Data records

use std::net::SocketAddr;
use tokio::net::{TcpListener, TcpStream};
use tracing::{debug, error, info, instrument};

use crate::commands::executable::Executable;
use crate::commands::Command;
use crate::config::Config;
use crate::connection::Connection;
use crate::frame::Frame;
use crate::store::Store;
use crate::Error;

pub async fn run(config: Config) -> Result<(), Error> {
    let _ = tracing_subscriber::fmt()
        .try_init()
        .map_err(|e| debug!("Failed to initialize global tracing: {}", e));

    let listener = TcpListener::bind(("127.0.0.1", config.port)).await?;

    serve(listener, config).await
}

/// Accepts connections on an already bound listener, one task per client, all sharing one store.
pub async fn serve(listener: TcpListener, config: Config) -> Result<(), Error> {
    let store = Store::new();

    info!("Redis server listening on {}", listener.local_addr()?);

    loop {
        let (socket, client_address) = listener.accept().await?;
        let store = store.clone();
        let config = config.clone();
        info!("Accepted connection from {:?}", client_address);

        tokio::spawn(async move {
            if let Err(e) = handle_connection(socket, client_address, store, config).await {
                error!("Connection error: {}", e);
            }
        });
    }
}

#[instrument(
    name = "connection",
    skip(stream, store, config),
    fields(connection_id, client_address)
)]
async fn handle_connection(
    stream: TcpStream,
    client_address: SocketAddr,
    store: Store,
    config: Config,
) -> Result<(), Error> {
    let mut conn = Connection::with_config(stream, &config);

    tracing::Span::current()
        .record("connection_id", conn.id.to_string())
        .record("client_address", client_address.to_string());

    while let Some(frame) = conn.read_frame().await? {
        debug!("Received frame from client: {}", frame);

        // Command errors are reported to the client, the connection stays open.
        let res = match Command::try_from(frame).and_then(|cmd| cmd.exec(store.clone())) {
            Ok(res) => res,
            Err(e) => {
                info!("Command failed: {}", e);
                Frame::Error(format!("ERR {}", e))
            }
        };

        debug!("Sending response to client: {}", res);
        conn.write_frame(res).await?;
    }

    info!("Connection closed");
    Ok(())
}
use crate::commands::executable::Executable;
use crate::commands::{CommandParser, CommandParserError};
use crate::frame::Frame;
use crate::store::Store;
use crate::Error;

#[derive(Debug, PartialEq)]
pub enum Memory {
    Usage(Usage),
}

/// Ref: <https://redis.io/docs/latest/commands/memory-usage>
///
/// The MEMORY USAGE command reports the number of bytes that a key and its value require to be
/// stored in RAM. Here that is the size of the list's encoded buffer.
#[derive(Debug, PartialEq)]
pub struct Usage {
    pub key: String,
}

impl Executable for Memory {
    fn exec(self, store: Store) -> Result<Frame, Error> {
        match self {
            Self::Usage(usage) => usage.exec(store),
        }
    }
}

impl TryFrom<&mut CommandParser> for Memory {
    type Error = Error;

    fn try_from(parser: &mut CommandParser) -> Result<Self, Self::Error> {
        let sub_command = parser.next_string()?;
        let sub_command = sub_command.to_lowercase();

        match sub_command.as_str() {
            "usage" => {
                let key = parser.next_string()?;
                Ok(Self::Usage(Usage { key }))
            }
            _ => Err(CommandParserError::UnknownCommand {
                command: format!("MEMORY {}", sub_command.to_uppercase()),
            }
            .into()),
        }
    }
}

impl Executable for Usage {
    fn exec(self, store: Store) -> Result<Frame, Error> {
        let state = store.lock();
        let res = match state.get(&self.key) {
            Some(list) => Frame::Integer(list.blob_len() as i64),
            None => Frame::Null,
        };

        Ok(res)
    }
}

● EXERCISE BRIEF
Look back at the data above. Transcribe exactly the lines starting at the line that contains "let store = Store::new();" and ending at the line that contains "impl Executable for Memory".

● OUTPUT FOR THIS TASK
    let store = Store::new();

    info!("Redis server listening on {}", listener.local_addr()?);

    loop {
        let (socket, client_address) = listener.accept().await?;
        let store = store.clone();
        let config = config.clone();
        info!("Accepted connection from {:?}", client_address);

        tokio::spawn(async move {
            if let Err(e) = handle_connection(socket, client_address, store, config).await {
                error!("Connection error: {}", e);
            }
        });
    }
}

#[instrument(
    name = "connection",
    skip(stream, store, config),
    fields(connection_id, client_address)
)]
async fn handle_connection(
    stream: TcpStream,
    client_address: SocketAddr,
    store: Store,
    config: Config,
) -> Result<(), Error> {
    let mut conn = Connection::with_config(stream, &config);

    tracing::Span::current()
        .record("connection_id", conn.id.to_string())
        .record("client_address", client_address.to_string());

    while let Some(frame) = conn.read_frame().await? {
        debug!("Received frame from client: {}", frame);

        // Command errors are reported to the client, the connection stays open.
        let res = match Command::try_from(frame).and_then(|cmd| cmd.exec(store.clone())) {
            Ok(res) => res,
            Err(e) => {
                info!("Command failed: {}", e);
                Frame::Error(format!("ERR {}", e))
            }
        };

        debug!("Sending response to client: {}", res);
        conn.write_frame(res).await?;
    }

    info!("Connection closed");
    Ok(())
}
use crate::commands::executable::Executable;
use crate::commands::{CommandParser, CommandParserError};
use crate::frame::Frame;
use crate::store::Store;
use crate::Error;

#[derive(Debug, PartialEq)]
pub enum Memory {
    Usage(Usage),
}

/// Ref: <https://redis.io/docs/latest/commands/memory-usage>
///
/// The MEMORY USAGE command reports the number of bytes that a key and its value require to be
/// stored in RAM. Here that is the size of the list's encoded buffer.
#[derive(Debug, PartialEq)]
pub struct Usage {
    pub key: String,
}

impl Executable for Memory {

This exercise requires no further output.